_WHAT YOU ARE ASKED TO DO_:
Repeat the lines of the data that follow, please, starting at the first and stopping after the one with "server-rendered markup. This".

Segment Open

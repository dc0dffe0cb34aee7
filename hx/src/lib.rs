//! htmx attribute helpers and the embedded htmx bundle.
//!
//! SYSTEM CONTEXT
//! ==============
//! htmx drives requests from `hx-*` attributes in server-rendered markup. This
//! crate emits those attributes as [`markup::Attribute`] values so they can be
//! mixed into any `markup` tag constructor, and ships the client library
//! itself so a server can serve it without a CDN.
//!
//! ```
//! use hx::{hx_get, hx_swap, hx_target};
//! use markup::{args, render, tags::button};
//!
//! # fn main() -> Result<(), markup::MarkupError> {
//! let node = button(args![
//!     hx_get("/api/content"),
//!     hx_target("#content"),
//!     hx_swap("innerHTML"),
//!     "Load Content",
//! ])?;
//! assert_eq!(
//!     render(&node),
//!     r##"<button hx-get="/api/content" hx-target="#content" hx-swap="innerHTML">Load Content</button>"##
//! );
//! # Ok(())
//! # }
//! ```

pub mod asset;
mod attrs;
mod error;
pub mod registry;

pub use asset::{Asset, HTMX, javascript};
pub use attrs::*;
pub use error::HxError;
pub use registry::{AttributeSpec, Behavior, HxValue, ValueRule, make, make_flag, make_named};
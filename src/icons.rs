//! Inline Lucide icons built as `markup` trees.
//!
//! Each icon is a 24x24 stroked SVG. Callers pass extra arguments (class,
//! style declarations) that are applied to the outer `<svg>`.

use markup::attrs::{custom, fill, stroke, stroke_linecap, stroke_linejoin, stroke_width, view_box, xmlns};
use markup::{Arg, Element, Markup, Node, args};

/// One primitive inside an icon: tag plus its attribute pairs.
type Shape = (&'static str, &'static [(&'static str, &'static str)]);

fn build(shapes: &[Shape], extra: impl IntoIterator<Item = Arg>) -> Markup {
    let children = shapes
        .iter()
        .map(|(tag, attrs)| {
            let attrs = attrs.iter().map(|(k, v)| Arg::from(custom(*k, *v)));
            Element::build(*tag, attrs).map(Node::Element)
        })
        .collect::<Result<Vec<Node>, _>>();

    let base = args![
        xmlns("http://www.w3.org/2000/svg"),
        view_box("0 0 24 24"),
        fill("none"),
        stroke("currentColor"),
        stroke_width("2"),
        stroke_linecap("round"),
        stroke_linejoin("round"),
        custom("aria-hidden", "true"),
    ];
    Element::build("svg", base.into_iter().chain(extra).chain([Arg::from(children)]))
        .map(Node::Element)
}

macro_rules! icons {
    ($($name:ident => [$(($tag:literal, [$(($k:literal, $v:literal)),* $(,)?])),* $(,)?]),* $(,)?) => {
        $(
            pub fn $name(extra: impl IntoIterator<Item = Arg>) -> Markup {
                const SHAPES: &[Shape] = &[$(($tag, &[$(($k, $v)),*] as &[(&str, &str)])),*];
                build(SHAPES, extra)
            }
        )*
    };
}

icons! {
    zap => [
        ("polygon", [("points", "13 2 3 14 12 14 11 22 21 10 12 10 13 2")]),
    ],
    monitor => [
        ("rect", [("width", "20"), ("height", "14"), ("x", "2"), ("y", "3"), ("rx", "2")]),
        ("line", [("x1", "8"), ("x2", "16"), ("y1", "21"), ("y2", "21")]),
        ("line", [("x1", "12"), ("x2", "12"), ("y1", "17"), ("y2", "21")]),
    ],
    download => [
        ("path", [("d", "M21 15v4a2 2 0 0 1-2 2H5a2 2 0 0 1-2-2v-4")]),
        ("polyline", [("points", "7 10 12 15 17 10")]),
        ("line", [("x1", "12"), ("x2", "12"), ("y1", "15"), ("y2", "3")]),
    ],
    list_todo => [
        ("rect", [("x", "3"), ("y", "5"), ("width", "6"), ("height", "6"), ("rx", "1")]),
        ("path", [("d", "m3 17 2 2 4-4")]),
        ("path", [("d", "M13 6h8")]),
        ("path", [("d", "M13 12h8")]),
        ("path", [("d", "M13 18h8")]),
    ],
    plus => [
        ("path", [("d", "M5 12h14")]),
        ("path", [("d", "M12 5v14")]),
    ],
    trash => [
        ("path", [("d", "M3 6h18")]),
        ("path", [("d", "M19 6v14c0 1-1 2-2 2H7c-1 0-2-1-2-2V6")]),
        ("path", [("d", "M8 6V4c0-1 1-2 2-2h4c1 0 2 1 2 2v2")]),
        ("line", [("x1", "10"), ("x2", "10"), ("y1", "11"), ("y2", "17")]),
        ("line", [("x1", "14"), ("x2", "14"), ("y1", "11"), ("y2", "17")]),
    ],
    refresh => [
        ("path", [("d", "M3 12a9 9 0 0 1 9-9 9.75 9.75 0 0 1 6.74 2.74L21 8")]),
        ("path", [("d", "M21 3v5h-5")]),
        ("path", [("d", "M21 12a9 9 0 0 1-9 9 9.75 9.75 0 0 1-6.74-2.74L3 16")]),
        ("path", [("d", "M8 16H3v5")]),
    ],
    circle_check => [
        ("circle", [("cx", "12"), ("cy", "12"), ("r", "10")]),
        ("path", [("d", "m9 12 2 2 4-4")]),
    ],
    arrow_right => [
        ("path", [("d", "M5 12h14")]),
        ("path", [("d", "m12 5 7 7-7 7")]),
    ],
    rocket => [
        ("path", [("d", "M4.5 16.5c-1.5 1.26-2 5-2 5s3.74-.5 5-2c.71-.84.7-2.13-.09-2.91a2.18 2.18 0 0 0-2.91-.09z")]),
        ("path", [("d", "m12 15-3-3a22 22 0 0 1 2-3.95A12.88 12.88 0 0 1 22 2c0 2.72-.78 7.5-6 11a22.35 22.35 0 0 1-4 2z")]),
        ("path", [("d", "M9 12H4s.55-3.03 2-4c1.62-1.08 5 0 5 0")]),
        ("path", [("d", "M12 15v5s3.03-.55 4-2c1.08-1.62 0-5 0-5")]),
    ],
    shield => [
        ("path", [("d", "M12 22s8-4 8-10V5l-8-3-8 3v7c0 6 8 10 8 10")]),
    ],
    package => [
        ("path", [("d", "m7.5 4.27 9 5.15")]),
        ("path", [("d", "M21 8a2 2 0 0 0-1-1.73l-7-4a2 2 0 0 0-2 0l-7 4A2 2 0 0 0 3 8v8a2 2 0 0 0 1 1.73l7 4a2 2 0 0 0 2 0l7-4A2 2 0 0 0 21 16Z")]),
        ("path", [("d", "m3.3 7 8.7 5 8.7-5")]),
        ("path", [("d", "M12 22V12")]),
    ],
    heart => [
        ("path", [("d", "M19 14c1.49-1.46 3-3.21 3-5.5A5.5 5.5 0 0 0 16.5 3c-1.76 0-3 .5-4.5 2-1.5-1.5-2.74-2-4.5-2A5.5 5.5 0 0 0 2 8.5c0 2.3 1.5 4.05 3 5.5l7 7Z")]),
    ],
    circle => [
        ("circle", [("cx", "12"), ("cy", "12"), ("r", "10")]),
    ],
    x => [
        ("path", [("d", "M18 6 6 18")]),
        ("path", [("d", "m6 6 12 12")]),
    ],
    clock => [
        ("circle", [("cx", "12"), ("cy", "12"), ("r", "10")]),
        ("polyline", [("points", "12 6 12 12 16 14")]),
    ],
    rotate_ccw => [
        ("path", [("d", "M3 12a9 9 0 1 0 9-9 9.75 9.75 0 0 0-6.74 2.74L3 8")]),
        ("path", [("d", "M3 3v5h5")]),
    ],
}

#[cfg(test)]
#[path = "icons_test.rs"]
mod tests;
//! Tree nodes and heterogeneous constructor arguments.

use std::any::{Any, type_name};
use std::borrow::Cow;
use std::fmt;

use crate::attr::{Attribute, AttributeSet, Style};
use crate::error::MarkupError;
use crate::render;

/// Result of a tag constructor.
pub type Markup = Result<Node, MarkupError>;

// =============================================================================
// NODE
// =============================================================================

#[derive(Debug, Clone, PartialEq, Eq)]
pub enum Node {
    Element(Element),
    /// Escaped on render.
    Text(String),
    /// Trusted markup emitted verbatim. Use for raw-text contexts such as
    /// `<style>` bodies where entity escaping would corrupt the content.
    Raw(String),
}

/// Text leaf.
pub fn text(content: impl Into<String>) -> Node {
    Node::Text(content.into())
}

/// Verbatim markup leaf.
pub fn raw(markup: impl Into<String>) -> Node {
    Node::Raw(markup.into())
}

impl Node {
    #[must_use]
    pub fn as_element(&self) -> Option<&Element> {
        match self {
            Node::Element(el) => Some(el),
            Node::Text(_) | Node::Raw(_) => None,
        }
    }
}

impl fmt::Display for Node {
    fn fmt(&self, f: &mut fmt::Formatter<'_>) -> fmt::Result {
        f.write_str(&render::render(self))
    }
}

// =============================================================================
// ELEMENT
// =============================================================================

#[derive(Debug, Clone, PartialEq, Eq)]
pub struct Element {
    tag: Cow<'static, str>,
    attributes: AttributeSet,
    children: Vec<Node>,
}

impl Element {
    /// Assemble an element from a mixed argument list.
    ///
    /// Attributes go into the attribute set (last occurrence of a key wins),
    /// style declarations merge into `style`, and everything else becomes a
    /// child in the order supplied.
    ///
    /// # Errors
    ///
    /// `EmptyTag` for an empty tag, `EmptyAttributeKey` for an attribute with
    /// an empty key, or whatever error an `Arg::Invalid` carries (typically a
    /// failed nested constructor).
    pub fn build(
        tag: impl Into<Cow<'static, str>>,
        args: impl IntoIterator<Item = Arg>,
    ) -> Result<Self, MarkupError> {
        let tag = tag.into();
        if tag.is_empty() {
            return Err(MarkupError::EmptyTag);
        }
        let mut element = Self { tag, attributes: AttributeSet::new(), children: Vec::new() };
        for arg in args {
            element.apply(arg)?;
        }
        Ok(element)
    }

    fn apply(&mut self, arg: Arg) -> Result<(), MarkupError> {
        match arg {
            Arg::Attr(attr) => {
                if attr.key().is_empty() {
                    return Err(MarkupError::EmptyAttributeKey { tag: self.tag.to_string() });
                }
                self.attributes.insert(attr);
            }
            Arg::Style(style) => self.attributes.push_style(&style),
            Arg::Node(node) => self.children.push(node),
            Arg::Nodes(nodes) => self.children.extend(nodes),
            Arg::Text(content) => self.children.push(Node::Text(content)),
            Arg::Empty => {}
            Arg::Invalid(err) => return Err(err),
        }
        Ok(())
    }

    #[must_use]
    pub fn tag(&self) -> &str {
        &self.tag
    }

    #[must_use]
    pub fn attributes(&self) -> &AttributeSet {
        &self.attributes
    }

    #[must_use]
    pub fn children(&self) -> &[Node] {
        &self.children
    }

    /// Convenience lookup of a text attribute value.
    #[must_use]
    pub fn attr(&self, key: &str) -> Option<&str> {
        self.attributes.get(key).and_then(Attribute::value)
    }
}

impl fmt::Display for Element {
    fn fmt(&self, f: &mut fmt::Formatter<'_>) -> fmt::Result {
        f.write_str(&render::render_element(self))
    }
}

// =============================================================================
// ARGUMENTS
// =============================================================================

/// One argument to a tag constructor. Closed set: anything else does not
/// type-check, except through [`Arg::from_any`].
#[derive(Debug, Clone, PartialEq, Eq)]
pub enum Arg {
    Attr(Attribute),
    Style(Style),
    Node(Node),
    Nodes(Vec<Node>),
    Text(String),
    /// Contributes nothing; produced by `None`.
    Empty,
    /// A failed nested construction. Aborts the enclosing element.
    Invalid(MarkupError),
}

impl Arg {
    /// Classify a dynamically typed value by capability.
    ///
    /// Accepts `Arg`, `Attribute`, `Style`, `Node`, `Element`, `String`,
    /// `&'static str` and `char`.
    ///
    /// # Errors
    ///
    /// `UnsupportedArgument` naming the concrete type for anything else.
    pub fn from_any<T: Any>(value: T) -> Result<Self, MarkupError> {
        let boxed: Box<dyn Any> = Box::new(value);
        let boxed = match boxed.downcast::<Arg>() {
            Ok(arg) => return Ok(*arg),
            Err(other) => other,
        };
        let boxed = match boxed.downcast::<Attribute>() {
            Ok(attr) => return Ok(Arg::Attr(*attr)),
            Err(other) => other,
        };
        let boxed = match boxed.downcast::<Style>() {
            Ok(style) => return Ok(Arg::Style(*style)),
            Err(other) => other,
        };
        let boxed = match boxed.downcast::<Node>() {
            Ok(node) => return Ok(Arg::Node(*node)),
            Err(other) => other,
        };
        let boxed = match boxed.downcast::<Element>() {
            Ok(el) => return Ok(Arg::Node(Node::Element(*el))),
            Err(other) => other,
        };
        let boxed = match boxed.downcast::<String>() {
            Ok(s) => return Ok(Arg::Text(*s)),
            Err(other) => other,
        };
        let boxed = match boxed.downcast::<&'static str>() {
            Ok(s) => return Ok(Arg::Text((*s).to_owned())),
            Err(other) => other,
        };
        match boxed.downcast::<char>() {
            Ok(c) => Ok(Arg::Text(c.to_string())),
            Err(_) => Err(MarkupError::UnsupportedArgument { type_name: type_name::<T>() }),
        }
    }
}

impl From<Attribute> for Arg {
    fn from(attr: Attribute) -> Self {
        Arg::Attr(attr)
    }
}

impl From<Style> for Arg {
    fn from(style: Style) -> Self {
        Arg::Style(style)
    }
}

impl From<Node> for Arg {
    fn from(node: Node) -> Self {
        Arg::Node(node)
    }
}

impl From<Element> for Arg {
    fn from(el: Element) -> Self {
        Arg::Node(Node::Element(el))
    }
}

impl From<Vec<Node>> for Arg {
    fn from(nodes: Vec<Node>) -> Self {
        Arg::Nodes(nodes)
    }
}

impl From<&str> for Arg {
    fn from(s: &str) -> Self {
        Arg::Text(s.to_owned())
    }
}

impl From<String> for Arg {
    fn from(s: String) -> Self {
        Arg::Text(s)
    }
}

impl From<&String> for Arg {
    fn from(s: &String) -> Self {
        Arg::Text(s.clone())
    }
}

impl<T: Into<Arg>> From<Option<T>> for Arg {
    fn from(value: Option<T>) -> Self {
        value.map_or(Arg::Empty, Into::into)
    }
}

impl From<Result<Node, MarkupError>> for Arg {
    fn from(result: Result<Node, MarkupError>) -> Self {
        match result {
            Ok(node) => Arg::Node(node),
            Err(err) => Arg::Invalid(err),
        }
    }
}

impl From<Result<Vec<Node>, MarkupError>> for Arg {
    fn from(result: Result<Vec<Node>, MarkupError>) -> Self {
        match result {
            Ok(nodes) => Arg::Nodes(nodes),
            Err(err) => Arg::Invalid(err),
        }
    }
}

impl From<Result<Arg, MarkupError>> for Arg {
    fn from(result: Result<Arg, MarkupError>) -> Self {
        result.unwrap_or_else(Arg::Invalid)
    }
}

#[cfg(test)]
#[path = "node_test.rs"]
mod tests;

Segment Closed

_RESULT OF THE TASK_:
repository dc0dffe0cb34aee7
filename hx/src/lib.rs
//! htmx attribute helpers and the embedded htmx bundle.
//!
//! SYSTEM CONTEXT
//! ==============
//! htmx drives requests from `hx-*` attributes in server-rendered markup. This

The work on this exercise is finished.